------ ENTRIES SUPPLIED ------

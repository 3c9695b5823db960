//! Statement logging for catalog reads and DDL.
//!
//! Every query and statement the reconciler sends goes through [`TracedConn`],
//! which opens a `db.query` or `db.execute` debug span. Function bodies can run
//! to hundreds of lines, so a span carries the statement's leading keywords and
//! its first line rather than the whole text. The full text is logged at trace.

use std::future::Future;
use std::pin::Pin;

use tokio_postgres::types::ToSql;
use tokio_postgres::{Error, Row};
use tracing::{Instrument, Span};

type BoxFuture<'a, T> = Pin<Box<dyn Future<Output = Result<T, Error>> + Send + 'a>>;

/// Longest first line a span records before it is cut.
const SUMMARY_LEN: usize = 120;

/// Borrowed connection whose calls are logged through tracing.
///
/// ```ignore
/// use fnsync::ConnectionExt;
///
/// let tx = client.transaction().await?;
/// tx.traced().execute(r#"DROP FUNCTION "public"."myfunc""#, &[]).await?;
/// ```
pub struct TracedConn<'a, C: Connection> {
    conn: &'a C,
}

impl<'a, C: Connection> TracedConn<'a, C> {
    pub fn new(conn: &'a C) -> Self {
        Self { conn }
    }

    /// Execute a statement, returning the number of rows affected.
    pub async fn execute(&self, sql: &str, params: &[&(dyn ToSql + Sync)]) -> Result<u64, Error> {
        let span = tracing::debug_span!(
            "db.execute",
            verb = %verb(sql),
            statement = %summary(sql),
            params = params.len(),
            affected = tracing::field::Empty,
            error = tracing::field::Empty,
        );
        let affected = observe(&span, sql, self.conn.execute(sql, params)).await?;
        span.record("affected", affected);
        Ok(affected)
    }

    /// Run a query, returning all rows.
    pub async fn query(
        &self,
        sql: &str,
        params: &[&(dyn ToSql + Sync)],
    ) -> Result<Vec<Row>, Error> {
        let span = tracing::debug_span!(
            "db.query",
            statement = %summary(sql),
            params = params.len(),
            rows = tracing::field::Empty,
            error = tracing::field::Empty,
        );
        let rows = observe(&span, sql, self.conn.query(sql, params)).await?;
        span.record("rows", rows.len());
        Ok(rows)
    }
}

/// Drive `fut` inside `span`, recording the server's message when it fails.
async fn observe<T>(span: &Span, sql: &str, fut: BoxFuture<'_, T>) -> Result<T, Error> {
    tracing::trace!(parent: span, sql, "sending");
    fut.instrument(span.clone()).await.inspect_err(|e| {
        let message = e
            .as_db_error()
            .map(|db| db.message().to_string())
            .unwrap_or_else(|| e.to_string());
        span.record("error", message.as_str());
    })
}

/// Leading keywords of a statement, e.g. `CREATE OR REPLACE FUNCTION`.
///
/// Stops at the first word that is not all ASCII letters, which is where the
/// object name starts.
fn verb(sql: &str) -> String {
    sql.split_whitespace()
        .take_while(|w| w.chars().all(|c| c.is_ascii_alphabetic()))
        .take(4)
        .collect::<Vec<_>>()
        .join(" ")
        .to_ascii_uppercase()
}

/// First non-blank line of `sql`, trimmed and cut to [`SUMMARY_LEN`] chars.
fn summary(sql: &str) -> String {
    let line = sql.lines().map(str::trim).find(|l| !l.is_empty()).unwrap_or("");
    let more = sql.trim().len() > line.len();
    match line.char_indices().nth(SUMMARY_LEN) {
        Some((cut, _)) => format!("{}…", &line[..cut]),
        None if more => format!("{line} …"),
        None => line.to_string(),
    }
}

/// Adds [`traced`](ConnectionExt::traced) to every [`Connection`].
pub trait ConnectionExt: Connection + Sized {
    fn traced(&self) -> TracedConn<'_, Self> {
        TracedConn::new(self)
    }
}

impl<C: Connection> ConnectionExt for C {}

/// A session the reconciler can read the catalog from and send DDL to.
///
/// Implemented for `tokio_postgres::Client` and `tokio_postgres::Transaction`,
/// so a run can go straight to a session or sit inside a transaction the
/// caller controls.
pub trait Connection: Send + Sync {
    fn execute<'a>(
        &'a self,
        sql: &'a str,
        params: &'a [&'a (dyn ToSql + Sync)],
    ) -> BoxFuture<'a, u64>;

    fn query<'a>(
        &'a self,
        sql: &'a str,
        params: &'a [&'a (dyn ToSql + Sync)],
    ) -> BoxFuture<'a, Vec<Row>>;
}

impl Connection for tokio_postgres::Client {
    fn execute<'a>(
        &'a self,
        sql: &'a str,
        params: &'a [&'a (dyn ToSql + Sync)],
    ) -> BoxFuture<'a, u64> {
        Box::pin(tokio_postgres::Client::execute(self, sql, params))
    }

    fn query<'a>(
        &'a self,
        sql: &'a str,
        params: &'a [&'a (dyn ToSql + Sync)],
    ) -> BoxFuture<'a, Vec<Row>> {
        Box::pin(tokio_postgres::Client::query(self, sql, params))
    }
}

impl Connection for tokio_postgres::Transaction<'_> {
    fn execute<'a>(
        &'a self,
        sql: &'a str,
        params: &'a [&'a (dyn ToSql + Sync)],
    ) -> BoxFuture<'a, u64> {
        Box::pin(tokio_postgres::Transaction::execute(self, sql, params))
    }

    fn query<'a>(
        &'a self,
        sql: &'a str,
        params: &'a [&'a (dyn ToSql + Sync)],
    ) -> BoxFuture<'a, Vec<Row>> {
        Box::pin(tokio_postgres::Transaction::query(self, sql, params))
    }
}

#[cfg(test)]
mod tests {
    use super::*;

    #[test]
    fn test_verb_stops_at_object_name() {
        assert_eq!(
            verb("CREATE OR REPLACE FUNCTION \"public\".\"f\"() RETURNS integer"),
            "CREATE OR REPLACE FUNCTION"
        );
        assert_eq!(verb("drop function \"public\".\"f\" CASCADE"), "DROP FUNCTION");
        assert_eq!(verb("ALTER FUNCTION \"f\"(a integer) OWNER TO x"), "ALTER FUNCTION");
        assert_eq!(verb(""), "");
    }

    #[test]
    fn test_summary_keeps_first_line_only() {
        let sql = "\n  CREATE OR REPLACE FUNCTION \"public\".\"f\"()\nRETURNS integer AS $$\nBEGIN RETURN 1; END;\n$$";
        assert_eq!(summary(sql), "CREATE OR REPLACE FUNCTION \"public\".\"f\"() …");
        assert_eq!(summary("SET ROLE \"app\""), "SET ROLE \"app\"");
    }

    #[test]
    fn test_summary_cuts_long_lines_on_char_boundary() {
        let sql = "é".repeat(SUMMARY_LEN + 10);
        let out = summary(&sql);
        assert_eq!(out.chars().count(), SUMMARY_LEN + 1);
        assert!(out.ends_with('…'));
    }
}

------

WHAT YOU ARE ASKED TO DO: Among the lines of the data above, count those holding "CREATE" and state only the number.

EXERCISE RESPONSE: 5